Texas Plaintiff Blames Manufacturer for Zimmer NexGen Knee Failure
Texas resident Stephen Y. Mohyla, represented by his Zimmer knee lawyer, filed suit in the U.S. District Court for the Southern District of Texas on February 21, 2012. Mohyla claims damages for alleged Zimmer NexGen knee failure. He claims that the Zimmer NexGen CR-Flex femoral component he was implanted with was defective, and caused him to experience serious injuries.
Mohyla joins other plaintiffs across the country that have made similar allegations in regard to the joint manufacturer’s NexGen artificial knee device. However, no Zimmer NexGen knee recall has been issued by the company or the FDA.
Zimmer knee lawyer claims problems with implant
According to the complaint drawn up by Mohyla’s Zimmer knee lawyer, the plaintiff was implanted with the Zimmer NexGen knee system, including the CR-Flex femoral component, on October 5, 2009.

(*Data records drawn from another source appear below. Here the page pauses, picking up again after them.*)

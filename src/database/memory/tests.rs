use super::*;
use crate::database::{MAX_UPSERT_BATCH, Metadata, Metric, TEXT_KEY, TYPE_KEY};

fn record(id: &str, vector: Vec<f32>, text: &str) -> IndexRecord {
    let mut metadata = Metadata::new();
    metadata.insert(TEXT_KEY.to_string(), text.to_string());
    metadata.insert(TYPE_KEY.to_string(), "faq".to_string());
    IndexRecord {
        id: id.to_string(),
        embedding: Embedding::new(vector).expect("valid vector"),
        metadata,
    }
}

fn vector(values: &[f32]) -> Embedding {
    Embedding::new(values.to_vec()).expect("valid vector")
}

async fn cosine_index() -> MemoryIndex {
    MemoryCatalog::new()
        .create(&IndexSpec::new("kit", 2, Metric::Cosine))
        .await
        .expect("index should be created")
}

#[tokio::test]
async fn query_orders_by_descending_score() {
    let index = cosine_index().await;
    index
        .upsert(&[
            record("far", vec![0.0, 1.0], "far away"),
            record("near", vec![1.0, 0.1], "close by"),
            record("mid", vec![1.0, 1.0], "somewhere"),
        ])
        .await
        .expect("upsert should succeed");

    let matches = index
        .query(&vector(&[1.0, 0.0]), 3)
        .await
        .expect("query should succeed");

    let ids: Vec<&str> = matches.iter().map(|m| m.id.as_str()).collect();
    assert_eq!(ids, ["near", "mid", "far"]);
    assert!(matches[0].score > matches[1].score);
    assert_eq!(matches[0].text(), Some("close by"));
}

#[tokio::test]
async fn query_returns_at_most_top_k() {
    let index = cosine_index().await;
    index
        .upsert(&[
            record("a", vec![1.0, 0.0], "a"),
            record("b", vec![0.0, 1.0], "b"),
        ])
        .await
        .expect("upsert should succeed");

    let matches = index
        .query(&vector(&[1.0, 0.0]), 1)
        .await
        .expect("query should succeed");
    assert_eq!(matches.len(), 1);

    let matches = index
        .query(&vector(&[1.0, 0.0]), 10)
        .await
        .expect("query should succeed");
    assert_eq!(matches.len(), 2);
}

#[tokio::test]
async fn ties_keep_insertion_order() {
    let index = cosine_index().await;
    index
        .upsert(&[
            record("first", vec![1.0, 0.0], "one"),
            record("second", vec![2.0, 0.0], "two"),
            record("third", vec![3.0, 0.0], "three"),
        ])
        .await
        .expect("upsert should succeed");

    for _ in 0..3 {
        let matches = index
            .query(&vector(&[1.0, 0.0]), 3)
            .await
            .expect("query should succeed");
        let ids: Vec<&str> = matches.iter().map(|m| m.id.as_str()).collect();
        assert_eq!(ids, ["first", "second", "third"]);
    }
}

#[tokio::test]
async fn upsert_replaces_by_id() {
    let index = cosine_index().await;
    index
        .upsert(&[record("faq_0", vec![1.0, 0.0], "old text")])
        .await
        .expect("upsert should succeed");
    index
        .upsert(&[record("faq_0", vec![1.0, 0.0], "new text")])
        .await
        .expect("upsert should succeed");

    assert_eq!(index.count().await.expect("count should succeed"), 1);
    let matches = index
        .query(&vector(&[1.0, 0.0]), 5)
        .await
        .expect("query should succeed");
    assert_eq!(matches.len(), 1);
    assert_eq!(matches[0].text(), Some("new text"));

    let fetched = index
        .fetch("faq_0")
        .await
        .expect("fetch should succeed")
        .expect("record should exist");
    assert_eq!(fetched.text(), Some("new text"));
}

#[tokio::test]
async fn upsert_rejects_wrong_dimension() {
    let index = cosine_index().await;
    let result = index
        .upsert(&[record("bad", vec![1.0, 0.0, 0.0], "three dims")])
        .await;

    assert!(matches!(
        result,
        Err(RagError::DimensionMismatch {
            expected: 2,
            actual: 3
        })
    ));
    assert_eq!(index.count().await.expect("count should succeed"), 0);
}

#[tokio::test]
async fn upsert_rejects_oversized_batch() {
    let index = cosine_index().await;
    let records: Vec<IndexRecord> = (0..=MAX_UPSERT_BATCH)
        .map(|i| record(&format!("r{}", i), vec![1.0, 0.0], "x"))
        .collect();

    let result = index.upsert(&records).await;
    assert!(matches!(result, Err(RagError::InvalidRequest(_))));
}

#[tokio::test]
async fn query_rejects_zero_top_k() {
    let index = cosine_index().await;
    let result = index.query(&vector(&[1.0, 0.0]), 0).await;
    assert!(matches!(result, Err(RagError::InvalidRequest(_))));
}

#[tokio::test]
async fn catalog_lifecycle() {
    let catalog = MemoryCatalog::new();
    let spec = IndexSpec::new("kit", 2, Metric::Cosine);

    assert!(!catalog.exists("kit").await.expect("exists should succeed"));
    assert!(matches!(
        catalog.open("kit").await,
        Err(RagError::IndexNotFound(_))
    ));

    let index = catalog.create(&spec).await.expect("create should succeed");
    index
        .upsert(&[record("a", vec![1.0, 0.0], "a")])
        .await
        .expect("upsert should succeed");

    // Same spec again is a no-op that keeps the data
    let again = catalog.create(&spec).await.expect("create should succeed");
    assert_eq!(again.count().await.expect("count should succeed"), 1);
    assert_eq!(
        catalog.describe("kit").await.expect("describe should succeed"),
        Some(spec.clone())
    );

    // Differing dimension must be explicit
    let wider = IndexSpec::new("kit", 3, Metric::Cosine);
    assert!(matches!(
        catalog.create(&wider).await,
        Err(RagError::IndexConflict(_))
    ));

    let recreated = catalog
        .recreate(&wider)
        .await
        .expect("recreate should succeed");
    assert_eq!(recreated.count().await.expect("count should succeed"), 0);
    assert_eq!(recreated.spec().dimension, 3);

    assert!(catalog.delete("kit").await.expect("delete should succeed"));
    assert!(!catalog.delete("kit").await.expect("delete should succeed"));
}

#[tokio::test]
async fn dot_product_and_euclidean_rank_sensibly() {
    let catalog = MemoryCatalog::new();
    for metric in [Metric::DotProduct, Metric::Euclidean] {
        let index = catalog
            .create(&IndexSpec::new(metric.as_str(), 2, metric))
            .await
            .expect("create should succeed");
        index
            .upsert(&[
                record("close", vec![1.0, 0.0], "close"),
                record("opposite", vec![-1.0, 0.0], "opposite"),
            ])
            .await
            .expect("upsert should succeed");

        let matches = index
            .query(&vector(&[1.0, 0.0]), 2)
            .await
            .expect("query should succeed");
        assert_eq!(matches[0].id, "close", "metric {}", metric);
    }
}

Shortly afterwards, Mohyla claims he began to experience severe and debilitating pain. On March 19, 2010, just over five months after the original operation, Mohyla’s physician recommended a second surgery to replace his knee prosthesis because of instability.

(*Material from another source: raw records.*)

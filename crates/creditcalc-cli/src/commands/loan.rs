use clap::Args;
use log::debug;
use rust_decimal::Decimal;
use std::error::Error;

use creditcalc_core::{dispatch, ComputationOutput, LoanOutcome, LoanRequest};

use crate::input;

#[derive(Args, Debug, Default)]
pub struct LoanArgs {
    /// Loan type: annuity or diff
    #[arg(long = "type", value_name = "TYPE")]
    pub loan_type: Option<String>,

    /// Loan principal
    #[arg(long, allow_negative_numbers = true)]
    pub principal: Option<Decimal>,

    /// Monthly payment (annuity only)
    #[arg(long, allow_negative_numbers = true)]
    pub payment: Option<Decimal>,

    /// Number of months
    #[arg(long, allow_negative_numbers = true)]
    pub periods: Option<Decimal>,

    /// Annual interest rate in percent
    #[arg(long, allow_negative_numbers = true)]
    pub interest: Option<Decimal>,

    /// JSON file holding a loan request; flags override its fields
    #[arg(long)]
    pub input: Option<String>,
}

impl LoanArgs {
    fn has_parameters(&self) -> bool {
        self.loan_type.is_some()
            || self.principal.is_some()
            || self.payment.is_some()
            || self.periods.is_some()
            || self.interest.is_some()
    }

    fn overlay(self, request: &mut LoanRequest) {
        if self.loan_type.is_some() {
            request.loan_type = self.loan_type;
        }
        request.principal = self.principal.or(request.principal);
        request.payment = self.payment.or(request.payment);
        request.periods = self.periods.or(request.periods);
        request.interest = self.interest.or(request.interest);
    }
}

/// Assemble the request: `--input` file with flags on top, then flags alone,
/// then JSON piped on stdin. With none of them the request is empty and
/// fails validation.
pub fn build_request(args: LoanArgs) -> Result<LoanRequest, Box<dyn Error>> {
    assemble(args, input::stdin::read_stdin)
}

fn assemble<F>(args: LoanArgs, piped: F) -> Result<LoanRequest, Box<dyn Error>>
where
    F: FnOnce() -> Result<Option<LoanRequest>, Box<dyn Error>>,
{
    if let Some(ref path) = args.input {
        let mut request = input::file::read_request(path)?;
        args.overlay(&mut request);
        return Ok(request);
    }
    let mut request = LoanRequest::default();
    if args.has_parameters() {
        args.overlay(&mut request);
    } else if let Some(piped_request) = piped()? {
        request = piped_request;
    }
    Ok(request)
}

pub fn run_loan(args: LoanArgs) -> Result<ComputationOutput<LoanOutcome>, Box<dyn Error>> {
    let request = build_request(args)?;
    debug!("loan request: {request:?}");
    Ok(dispatch(request)?)
}

#[cfg(test)]
mod tests {
    use super::*;
    use rust_decimal_macros::dec;
    use serde_json::json;
    use std::fs;

    fn no_stdin() -> Result<Option<LoanRequest>, Box<dyn Error>> {
        panic!("stdin must not be read")
    }

    #[test]
    fn test_flags_build_request() {
        let args = LoanArgs {
            loan_type: Some("annuity".into()),
            principal: Some(dec!(100000)),
            periods: Some(dec!(12)),
            interest: Some(dec!(10)),
            ..Default::default()
        };
        let request = assemble(args, no_stdin).unwrap();
        assert_eq!(request.loan_type.as_deref(), Some("annuity"));
        assert_eq!(request.principal, Some(dec!(100000)));
        assert_eq!(request.payment, None);
    }

    #[test]
    fn test_stdin_used_without_flags() {
        let piped = LoanRequest::from_value(
            json!({"type": "diff", "principal": 500000, "periods": 8, "interest": 7.8}),
        )
        .unwrap();
        let request = assemble(LoanArgs::default(), || Ok(Some(piped))).unwrap();
        assert_eq!(request.loan_type.as_deref(), Some("diff"));
        assert_eq!(request.periods, Some(dec!(8)));
    }

    #[test]
    fn test_nothing_supplied_is_empty_request() {
        let request = assemble(LoanArgs::default(), || Ok(None)).unwrap();
        assert_eq!(request, LoanRequest::default());
    }

    #[test]
    fn test_flags_override_input_file() {
        let path = std::env::temp_dir().join("creditcalc_flags_override.json");
        fs::write(
            &path,
            r#"{"type": "annuity", "principal": 100000, "periods": 12, "interest": 5}"#,
        )
        .unwrap();
        let args = LoanArgs {
            interest: Some(dec!(10)),
            input: Some(path.display().to_string()),
            ..Default::default()
        };
        let request = assemble(args, no_stdin).unwrap();
        fs::remove_file(&path).unwrap();
        assert_eq!(request.interest, Some(dec!(10)));
        assert_eq!(request.principal, Some(dec!(100000)));
    }

    #[test]
    fn test_malformed_input_file() {
        let path = std::env::temp_dir().join("creditcalc_malformed_request.json");
        fs::write(&path, r#"{"type": "annuity", "principal": "lots"}"#).unwrap();
        let args = LoanArgs {
            input: Some(path.display().to_string()),
            ..Default::default()
        };
        let err = assemble(args, no_stdin).unwrap_err();
        fs::remove_file(&path).unwrap();
        assert!(err.to_string().starts_with("Failed to parse"));
        assert!(err.to_string().contains("Serialization error"));
    }

    #[test]
    fn test_missing_input_file() {
        let args = LoanArgs {
            input: Some("/nonexistent/creditcalc/request.json".into()),
            ..Default::default()
        };
        let err = assemble(args, no_stdin).unwrap_err();
        assert!(err.to_string().contains("File not found"));
    }
}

According to his Zimmer knee lawyer, Mohyla is scheduled for revision surgery on April 16, 2012.
High-flex knee analysis offered
In his Zimmer NexGen knee failure lawsuit, Mohyla notes that Zimmer first received the FDA’s approval for its NexGen Complete Knee Solution system in 1995, and the approval for its first CR-Flex femoral component in 2002.
The NexGen uses a “high-flex” component that is supposed to allow a greater degree of flexion than the standard femoral component. However, a meta-analysis study published in the British Journal of Bone and Joint Surgery (2010) by head researcher Dr. R. Mehin found that Zimmer’s high-flex knee devices did not significantly increase post-operative maximum knee flexion compared with traditional implants.
Mohyla’s Zimmer knee lawyer states that the defendants knew or should have known about the higher than expected rate of Zimmer NexGen knee failure, but failed to warn the public of the risks, or implement a Zimmer NexGen knee recall.
2010 Zimmer NexGen knee recall
The closest the company has come to a comprehensive Zimmer NexGen knee recall was in 2010. In September of that year, after issuing an “Urgent Device Correction” letter to physicians, Zimmer recalled more than 65,000 NexGen MIS tibial knee components, which had been designed for use in the CR-Flex and LPS-Flex models.
In December 2010, the company issued a much more limited Zimmer NexGen knee recall for a few hundred femoral component parts used in conjunction with the LPS knee implant.
Plaintiff’s Zimmer knee lawyer seeking damages
Mohyla’s Zimmer knee lawyer seeks damages in excess of $75,000 for failure to warn, design defect, negligence, and punitive damages. Mrs. Ruth N. Mohyla is also suing for loss of consortium resulting from her husband’s alleged Zimmer NexGen knee failure.